Assignment: Please reproduce the listing in full, exactly as given.

==============================

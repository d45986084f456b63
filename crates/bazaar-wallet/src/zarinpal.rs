//! Zarinpal gateway adapter.
//!
//! Local transaction-id generation, strict validation of callback payloads,
//! audit-safe masking, and the adapter health record. Everything here works
//! on already-received data; the outbound REST calls live in
//! [`crate::zarinpal_client`].

use std::collections::HashSet;
use std::sync::{LazyLock, Mutex};

use chrono::Utc;
use rand::Rng;
use serde::Serialize;

use crate::config::ZarinpalSettings;

/// Prefix on locally generated transaction ids.
pub const TX_PREFIX: &str = "BZW";

/// The gateway's opaque authority identifier is always 36 characters.
pub const AUTHORITY_LEN: usize = 36;

/// Smallest accepted single transaction, in rials.
pub const MIN_AMOUNT: i64 = 1_000;

/// Platform ceiling for a single transaction, in rials.
pub const MAX_AMOUNT: i64 = 50_000_000;

/// The two callback outcomes the gateway reports.
#[derive(Debug, Clone, Copy, PartialEq, Eq)]
pub enum CallbackStatus {
    Ok,
    Nok,
}

impl CallbackStatus {
    /// Strict parse — anything but the two exact literals is rejected.
    pub fn parse(value: &str) -> Option<Self> {
        match value {
            "OK" => Some(CallbackStatus::Ok),
            "NOK" => Some(CallbackStatus::Nok),
            _ => None,
        }
    }

    pub fn as_str(&self) -> &'static str {
        match self {
            CallbackStatus::Ok => "OK",
            CallbackStatus::Nok => "NOK",
        }
    }
}

/// Accumulated verdict for one callback payload.
#[derive(Debug, Clone)]
pub struct CallbackReport {
    pub valid: bool,
    pub errors: Vec<String>,
}

/// Adapter health record. Reads cached configuration only — no I/O.
#[derive(Debug, Clone, Serialize)]
#[serde(rename_all = "camelCase")]
pub struct GatewayHealth {
    pub status: &'static str,
    pub service: &'static str,
    pub sandbox: bool,
    pub merchant_id: String,
    pub timestamp: String,
}

/// Mask a sensitive value for logging: everything but the final four
/// characters is replaced, preserving total length so masked values still
/// correlate with gateway-side records.
pub fn mask(value: &str) -> String {
    let len = value.chars().count();
    if len <= 4 {
        return "****".to_string();
    }
    let tail: String = value.chars().skip(len - 4).collect();
    format!("{}{}", "*".repeat(len - 4), tail)
}

// Suffixes already issued in the current millisecond. The id format has no
// coordinating counter, so a same-millisecond redraw is the only guard
// against duplicate ids under burst load.
static ISSUED: LazyLock<Mutex<(i64, HashSet<u16>)>> =
    LazyLock::new(|| Mutex::new((0, HashSet::new())));

/// Generate a transaction id: fixed prefix, current millisecond timestamp,
/// 4-digit random suffix. Unique within this process; the gateway-issued
/// authority remains the true transaction key.
pub fn generate_transaction_id() -> String {
    loop {
        let millis = Utc::now().timestamp_millis();
        let suffix: u16 = rand::rng().random_range(1000..=9999);

        let mut issued = match ISSUED.lock() {
            Ok(guard) => guard,
            Err(poisoned) => poisoned.into_inner(),
        };
        if issued.0 != millis {
            issued.0 = millis;
            issued.1.clear();
        }
        if issued.1.insert(suffix) {
            return format!("{TX_PREFIX}{millis}{suffix}");
        }
        // Suffix collision within this millisecond — draw again.
    }
}

/// Callback validator and health reporter over the merchant settings.
#[derive(Debug, Clone)]
pub struct ZarinpalGateway {
    settings: ZarinpalSettings,
}

impl ZarinpalGateway {
    pub fn new(settings: ZarinpalSettings) -> Self {
        ZarinpalGateway { settings }
    }

    pub fn settings(&self) -> &ZarinpalSettings {
        &self.settings
    }

    /// Validate a gateway callback payload.
    ///
    /// All three checks run regardless of earlier failures so the caller can
    /// report every defect at once. Never mutates state and never fails —
    /// problems only accumulate in the report.
    pub fn validate_callback(&self, authority: &str, status: &str, amount: i64) -> CallbackReport {
        let mut errors = Vec::new();

        if authority.is_empty() || authority.chars().count() != AUTHORITY_LEN {
            errors.push(format!(
                "authority must be exactly {AUTHORITY_LEN} characters"
            ));
        }

        if CallbackStatus::parse(status).is_none() {
            errors.push("status must be either OK or NOK".to_string());
        }

        if !(MIN_AMOUNT..=MAX_AMOUNT).contains(&amount) {
            errors.push(format!(
                "amount must be between {MIN_AMOUNT} and {MAX_AMOUNT} rials"
            ));
        }

        let valid = errors.is_empty();
        if valid {
            tracing::info!(
                authority = %mask(authority),
                amount,
                status,
                "callback validated"
            );
        } else {
            tracing::warn!(
                authority = %mask(authority),
                errors = ?errors,
                "callback validation failed"
            );
        }

        CallbackReport { valid, errors }
    }

    /// Health record with the merchant id masked.
    pub fn health(&self) -> GatewayHealth {
        GatewayHealth {
            status: "healthy",
            service: "zarinpal",
            sandbox: self.settings.sandbox,
            merchant_id: mask(&self.settings.merchant_id),
            timestamp: Utc::now().to_rfc3339(),
        }
    }
}
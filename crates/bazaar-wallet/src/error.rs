use thiserror::Error;

/// Failures produced while authenticating or authorizing a request.
///
/// Every variant maps to a client-visible outcome: the first five are
/// answered with 401, `Forbidden` with 403. The messages are intentionally
/// generic — which step of the ladder failed is logged server-side only.
#[derive(Debug, Clone, PartialEq, Eq, Error)]
pub enum AuthError {
    /// Authorization header missing or not a Bearer credential.
    #[error("authentication required")]
    Unauthenticated,

    /// Token failed signature or structural verification.
    #[error("token is not valid")]
    TokenInvalid,

    /// Token verified but its embedded expiry is in the past.
    #[error("token has expired")]
    TokenExpired,

    /// Token's user id does not resolve to an active account.
    #[error("user not found or account disabled")]
    UserNotFound,

    /// No active, unexpired session entry matches the presented token.
    /// Revocation wins over signature validity.
    #[error("session has been revoked or is no longer valid")]
    SessionInvalid,

    /// Authenticated, but the derived role is not in the allowed set.
    #[error("insufficient permissions for this operation")]
    Forbidden,
}

/// Faults from the user/session registry backend.
#[derive(Debug, Error)]
pub enum StoreError {
    #[error("registry database error: {0}")]
    Database(#[from] rusqlite::Error),

    #[error("registry error: {0}")]
    Internal(String),
}

/// Startup configuration failures. The process refuses to start on any of
/// these — a wallet service with a half-validated config is worse than none.
#[derive(Debug, Error)]
pub enum ConfigError {
    #[error("missing required environment variable {0}")]
    Missing(&'static str),

    #[error("invalid value for {name}: {reason}")]
    Invalid { name: &'static str, reason: String },
}

impl ConfigError {
    pub fn invalid(name: &'static str, reason: impl Into<String>) -> Self {
        ConfigError::Invalid {
            name,
            reason: reason.into(),
        }
    }
}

==============================

Final answer:
repository d45986084f456b63
filename crates/bazaar-wallet/src/zarinpal.rs
//! Zarinpal gateway adapter.
//!
//! Local transaction-id generation, strict validation of callback payloads,
//! audit-safe masking, and the adapter health record. Everything here works
//! on already-received data; the outbound REST calls live in
//! [`crate::zarinpal_client`].

use std::collections::HashSet;
use std::sync::{LazyLock, Mutex};

use chrono::Utc;
use rand::Rng;
use serde::Serialize;

use crate::config::ZarinpalSettings;

/// Prefix on locally generated transaction ids.
pub const TX_PREFIX: &str = "BZW";

/// The gateway's opaque authority identifier is always 36 characters.
pub const AUTHORITY_LEN: usize = 36;

/// Smallest accepted single transaction, in rials.
pub const MIN_AMOUNT: i64 = 1_000;

/// Platform ceiling for a single transaction, in rials.
pub const MAX_AMOUNT: i64 = 50_000_000;

/// The two callback outcomes the gateway reports.
#[derive(Debug, Clone, Copy, PartialEq, Eq)]
pub enum CallbackStatus {
    Ok,
    Nok,
}

impl CallbackStatus {
    /// Strict parse — anything but the two exact literals is rejected.
    pub fn parse(value: &str) -> Option<Self> {
        match value {
            "OK" => Some(CallbackStatus::Ok),
            "NOK" => Some(CallbackStatus::Nok),
            _ => None,
        }
    }

    pub fn as_str(&self) -> &'static str {
        match self {
            CallbackStatus::Ok => "OK",
            CallbackStatus::Nok => "NOK",
        }
    }
}

/// Accumulated verdict for one callback payload.
#[derive(Debug, Clone)]
pub struct CallbackReport {
    pub valid: bool,
    pub errors: Vec<String>,
}

/// Adapter health record. Reads cached configuration only — no I/O.
#[derive(Debug, Clone, Serialize)]
#[serde(rename_all = "camelCase")]
pub struct GatewayHealth {
    pub status: &'static str,
    pub service: &'static str,
    pub sandbox: bool,
    pub merchant_id: String,
    pub timestamp: String,
}

/// Mask a sensitive value for logging: everything but the final four
/// characters is replaced, preserving total length so masked values still
/// correlate with gateway-side records.
pub fn mask(value: &str) -> String {
    let len = value.chars().count();
    if len <= 4 {
        return "****".to_string();
    }
    let tail: String = value.chars().skip(len - 4).collect();
    format!("{}{}", "*".repeat(len - 4), tail)
}

// Suffixes already issued in the current millisecond. The id format has no
// coordinating counter, so a same-millisecond redraw is the only guard
// against duplicate ids under burst load.
static ISSUED: LazyLock<Mutex<(i64, HashSet<u16>)>> =
    LazyLock::new(|| Mutex::new((0, HashSet::new())));

/// Generate a transaction id: fixed prefix, current millisecond timestamp,
/// 4-digit random suffix. Unique within this process; the gateway-issued
/// authority remains the true transaction key.
pub fn generate_transaction_id() -> String {
    loop {
        let millis = Utc::now().timestamp_millis();
        let suffix: u16 = rand::rng().random_range(1000..=9999);

        let mut issued = match ISSUED.lock() {
            Ok(guard) => guard,
            Err(poisoned) => poisoned.into_inner(),
        };
        if issued.0 != millis {
            issued.0 = millis;
            issued.1.clear();
        }
        if issued.1.insert(suffix) {
            return format!("{TX_PREFIX}{millis}{suffix}");
        }
        // Suffix collision within this millisecond — draw again.
    }
}

/// Callback validator and health reporter over the merchant settings.
#[derive(Debug, Clone)]
pub struct ZarinpalGateway {
    settings: ZarinpalSettings,
}

impl ZarinpalGateway {
    pub fn new(settings: ZarinpalSettings) -> Self {
        ZarinpalGateway { settings }
    }

    pub fn settings(&self) -> &ZarinpalSettings {
        &self.settings
    }

    /// Validate a gateway callback payload.
    ///
    /// All three checks run regardless of earlier failures so the caller can
    /// report every defect at once. Never mutates state and never fails —
    /// problems only accumulate in the report.
    pub fn validate_callback(&self, authority: &str, status: &str, amount: i64) -> CallbackReport {
        let mut errors = Vec::new();

        if authority.is_empty() || authority.chars().count() != AUTHORITY_LEN {
            errors.push(format!(
                "authority must be exactly {AUTHORITY_LEN} characters"
            ));
        }

        if CallbackStatus::parse(status).is_none() {
            errors.push("status must be either OK or NOK".to_string());
        }

        if !(MIN_AMOUNT..=MAX_AMOUNT).contains(&amount) {
            errors.push(format!(
                "amount must be between {MIN_AMOUNT} and {MAX_AMOUNT} rials"
            ));
        }

        let valid = errors.is_empty();
        if valid {
            tracing::info!(
                authority = %mask(authority),
                amount,
                status,
                "callback validated"
            );
        } else {
            tracing::warn!(
                authority = %mask(authority),
                errors = ?errors,
                "callback validation failed"
            );
        }

        CallbackReport { valid, errors }
    }

    /// Health record with the merchant id masked.
    pub fn health(&self) -> GatewayHealth {
        GatewayHealth {
            status: "healthy",
            service: "zarinpal",
            sandbox: self.settings.sandbox,
            merchant_id: mask(&self.settings.merchant_id),
            timestamp: Utc::now().to_rfc3339(),
        }
    }
}
filename crates/bazaar-wallet/src/error.rs
use thiserror::Error;

/// Failures produced while authenticating or authorizing a request.
///
/// Every variant maps to a client-visible outcome: the first five are
/// answered with 401, `Forbidden` with 403. The messages are intentionally
/// generic — which step of the ladder failed is logged server-side only.
#[derive(Debug, Clone, PartialEq, Eq, Error)]
pub enum AuthError {
    /// Authorization header missing or not a Bearer credential.
    #[error("authentication required")]
    Unauthenticated,

    /// Token failed signature or structural verification.
    #[error("token is not valid")]
    TokenInvalid,

    /// Token verified but its embedded expiry is in the past.
    #[error("token has expired")]
    TokenExpired,

    /// Token's user id does not resolve to an active account.
    #[error("user not found or account disabled")]
    UserNotFound,

    /// No active, unexpired session entry matches the presented token.
    /// Revocation wins over signature validity.
    #[error("session has been revoked or is no longer valid")]
    SessionInvalid,

    /// Authenticated, but the derived role is not in the allowed set.
    #[error("insufficient permissions for this operation")]
    Forbidden,
}

/// Faults from the user/session registry backend.
#[derive(Debug, Error)]
pub enum StoreError {
    #[error("registry database error: {0}")]
    Database(#[from] rusqlite::Error),

    #[error("registry error: {0}")]
    Internal(String),
}

/// Startup configuration failures. The process refuses to start on any of
/// these — a wallet service with a half-validated config is worse than none.
#[derive(Debug, Error)]
pub enum ConfigError {
    #[error("missing required environment variable {0}")]
    Missing(&'static str),

    #[error("invalid value for {name}: {reason}")]
    Invalid { name: &'static str, reason: String },
}

impl ConfigError {
    pub fn invalid(name: &'static str, reason: impl Into<String>) -> Self {
        ConfigError::Invalid {
            name,
            reason: reason.into(),
        }
    }
}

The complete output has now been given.